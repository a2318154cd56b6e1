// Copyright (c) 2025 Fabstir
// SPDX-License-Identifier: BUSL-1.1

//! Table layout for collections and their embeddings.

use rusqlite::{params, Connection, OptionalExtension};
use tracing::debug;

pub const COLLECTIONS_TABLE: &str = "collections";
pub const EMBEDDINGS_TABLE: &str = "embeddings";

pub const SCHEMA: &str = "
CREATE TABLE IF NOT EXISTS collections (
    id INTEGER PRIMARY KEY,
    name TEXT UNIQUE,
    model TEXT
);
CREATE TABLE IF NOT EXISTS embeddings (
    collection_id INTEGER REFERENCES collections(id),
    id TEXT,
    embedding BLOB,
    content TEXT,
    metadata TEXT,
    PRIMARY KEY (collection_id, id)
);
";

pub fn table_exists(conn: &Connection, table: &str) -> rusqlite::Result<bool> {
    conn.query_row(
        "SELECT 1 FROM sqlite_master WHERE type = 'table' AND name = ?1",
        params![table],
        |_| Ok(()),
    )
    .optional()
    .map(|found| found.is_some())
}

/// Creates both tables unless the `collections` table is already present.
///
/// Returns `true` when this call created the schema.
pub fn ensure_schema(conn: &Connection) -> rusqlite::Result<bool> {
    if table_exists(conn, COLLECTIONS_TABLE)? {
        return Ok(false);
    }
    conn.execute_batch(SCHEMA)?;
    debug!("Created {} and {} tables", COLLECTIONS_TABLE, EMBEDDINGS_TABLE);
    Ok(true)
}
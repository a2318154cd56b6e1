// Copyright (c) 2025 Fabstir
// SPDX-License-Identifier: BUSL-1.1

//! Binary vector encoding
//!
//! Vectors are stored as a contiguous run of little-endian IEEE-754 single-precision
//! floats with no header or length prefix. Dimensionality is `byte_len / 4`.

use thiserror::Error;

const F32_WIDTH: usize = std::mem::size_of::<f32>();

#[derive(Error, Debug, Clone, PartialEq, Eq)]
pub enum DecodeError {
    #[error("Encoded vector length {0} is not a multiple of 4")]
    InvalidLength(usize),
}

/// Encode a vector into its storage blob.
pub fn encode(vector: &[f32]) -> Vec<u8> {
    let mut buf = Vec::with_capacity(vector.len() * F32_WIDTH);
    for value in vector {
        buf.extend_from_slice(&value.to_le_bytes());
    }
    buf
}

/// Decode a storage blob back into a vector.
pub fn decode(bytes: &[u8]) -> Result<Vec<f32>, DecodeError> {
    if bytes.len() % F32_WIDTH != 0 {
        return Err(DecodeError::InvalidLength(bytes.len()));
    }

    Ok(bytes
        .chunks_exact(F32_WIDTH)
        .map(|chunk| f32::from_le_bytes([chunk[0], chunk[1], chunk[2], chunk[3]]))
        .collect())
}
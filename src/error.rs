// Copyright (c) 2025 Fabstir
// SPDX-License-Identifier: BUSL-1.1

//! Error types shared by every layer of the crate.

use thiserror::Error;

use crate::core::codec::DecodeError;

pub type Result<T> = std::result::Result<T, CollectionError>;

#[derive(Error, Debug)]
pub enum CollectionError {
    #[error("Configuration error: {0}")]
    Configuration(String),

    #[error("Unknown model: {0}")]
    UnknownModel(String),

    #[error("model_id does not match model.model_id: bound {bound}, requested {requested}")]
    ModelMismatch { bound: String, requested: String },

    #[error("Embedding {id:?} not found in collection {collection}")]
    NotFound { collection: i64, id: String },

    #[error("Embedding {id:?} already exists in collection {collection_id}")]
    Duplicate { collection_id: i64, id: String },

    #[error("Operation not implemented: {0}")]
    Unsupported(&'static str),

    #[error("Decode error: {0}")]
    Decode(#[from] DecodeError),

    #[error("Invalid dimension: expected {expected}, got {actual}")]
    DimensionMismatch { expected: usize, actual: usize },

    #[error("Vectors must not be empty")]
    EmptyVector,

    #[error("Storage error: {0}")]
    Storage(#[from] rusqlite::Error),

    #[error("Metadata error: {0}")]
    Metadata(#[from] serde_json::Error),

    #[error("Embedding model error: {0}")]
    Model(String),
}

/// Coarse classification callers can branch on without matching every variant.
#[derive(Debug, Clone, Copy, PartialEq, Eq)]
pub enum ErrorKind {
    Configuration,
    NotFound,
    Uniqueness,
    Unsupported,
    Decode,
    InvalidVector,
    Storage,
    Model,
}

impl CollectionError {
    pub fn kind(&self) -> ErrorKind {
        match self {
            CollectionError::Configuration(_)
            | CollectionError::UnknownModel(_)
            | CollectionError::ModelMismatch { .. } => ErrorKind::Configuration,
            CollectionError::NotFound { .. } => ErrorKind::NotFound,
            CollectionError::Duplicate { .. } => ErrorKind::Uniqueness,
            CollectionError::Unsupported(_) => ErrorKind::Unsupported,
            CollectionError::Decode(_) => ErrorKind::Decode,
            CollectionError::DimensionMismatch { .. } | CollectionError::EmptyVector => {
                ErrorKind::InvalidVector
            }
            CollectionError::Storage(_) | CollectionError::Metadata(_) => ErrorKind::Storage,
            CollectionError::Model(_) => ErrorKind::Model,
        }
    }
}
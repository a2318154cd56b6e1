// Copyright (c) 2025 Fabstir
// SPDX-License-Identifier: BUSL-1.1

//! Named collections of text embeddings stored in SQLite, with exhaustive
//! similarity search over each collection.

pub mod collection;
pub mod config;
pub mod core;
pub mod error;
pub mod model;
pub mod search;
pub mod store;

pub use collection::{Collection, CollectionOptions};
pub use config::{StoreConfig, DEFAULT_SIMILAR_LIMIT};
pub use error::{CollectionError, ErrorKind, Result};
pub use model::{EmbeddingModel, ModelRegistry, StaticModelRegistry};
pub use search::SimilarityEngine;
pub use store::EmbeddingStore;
◇ ◇ ◇ ◇
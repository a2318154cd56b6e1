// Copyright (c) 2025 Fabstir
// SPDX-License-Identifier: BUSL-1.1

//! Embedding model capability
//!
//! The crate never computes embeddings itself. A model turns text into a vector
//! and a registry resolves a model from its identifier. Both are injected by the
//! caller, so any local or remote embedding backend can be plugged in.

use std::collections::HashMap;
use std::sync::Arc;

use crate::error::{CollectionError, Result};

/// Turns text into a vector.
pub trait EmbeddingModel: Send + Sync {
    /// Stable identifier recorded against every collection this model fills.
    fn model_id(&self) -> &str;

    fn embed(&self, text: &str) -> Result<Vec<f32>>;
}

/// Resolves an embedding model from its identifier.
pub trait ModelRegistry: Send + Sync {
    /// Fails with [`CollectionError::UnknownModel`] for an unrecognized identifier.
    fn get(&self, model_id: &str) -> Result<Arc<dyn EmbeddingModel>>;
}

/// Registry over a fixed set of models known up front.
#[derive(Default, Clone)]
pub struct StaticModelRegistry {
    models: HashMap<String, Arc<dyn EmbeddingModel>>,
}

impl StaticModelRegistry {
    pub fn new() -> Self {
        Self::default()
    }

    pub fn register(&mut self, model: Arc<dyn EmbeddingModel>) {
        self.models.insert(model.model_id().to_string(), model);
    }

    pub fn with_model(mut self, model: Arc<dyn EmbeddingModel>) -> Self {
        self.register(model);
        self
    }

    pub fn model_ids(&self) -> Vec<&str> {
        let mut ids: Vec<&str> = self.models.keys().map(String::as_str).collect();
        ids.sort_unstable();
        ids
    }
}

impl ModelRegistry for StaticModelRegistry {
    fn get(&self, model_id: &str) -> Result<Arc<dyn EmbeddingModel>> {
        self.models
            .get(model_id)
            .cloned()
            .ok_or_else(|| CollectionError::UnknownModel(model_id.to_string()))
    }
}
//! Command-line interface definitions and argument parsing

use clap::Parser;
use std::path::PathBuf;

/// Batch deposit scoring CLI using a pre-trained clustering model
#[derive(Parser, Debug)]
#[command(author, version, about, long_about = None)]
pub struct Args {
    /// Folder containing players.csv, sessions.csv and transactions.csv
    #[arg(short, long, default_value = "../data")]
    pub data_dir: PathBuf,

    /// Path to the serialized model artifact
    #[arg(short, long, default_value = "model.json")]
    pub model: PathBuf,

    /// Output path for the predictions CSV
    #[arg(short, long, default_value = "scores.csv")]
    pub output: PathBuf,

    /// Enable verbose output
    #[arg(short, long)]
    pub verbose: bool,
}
◇ ◇ ◇ ◇
• [Work instructions]
Copy each line of the listing that holds the word "HashMap".

• [Task solution]
use std::collections::HashMap;
    models: HashMap<String, Arc<dyn EmbeddingModel>>,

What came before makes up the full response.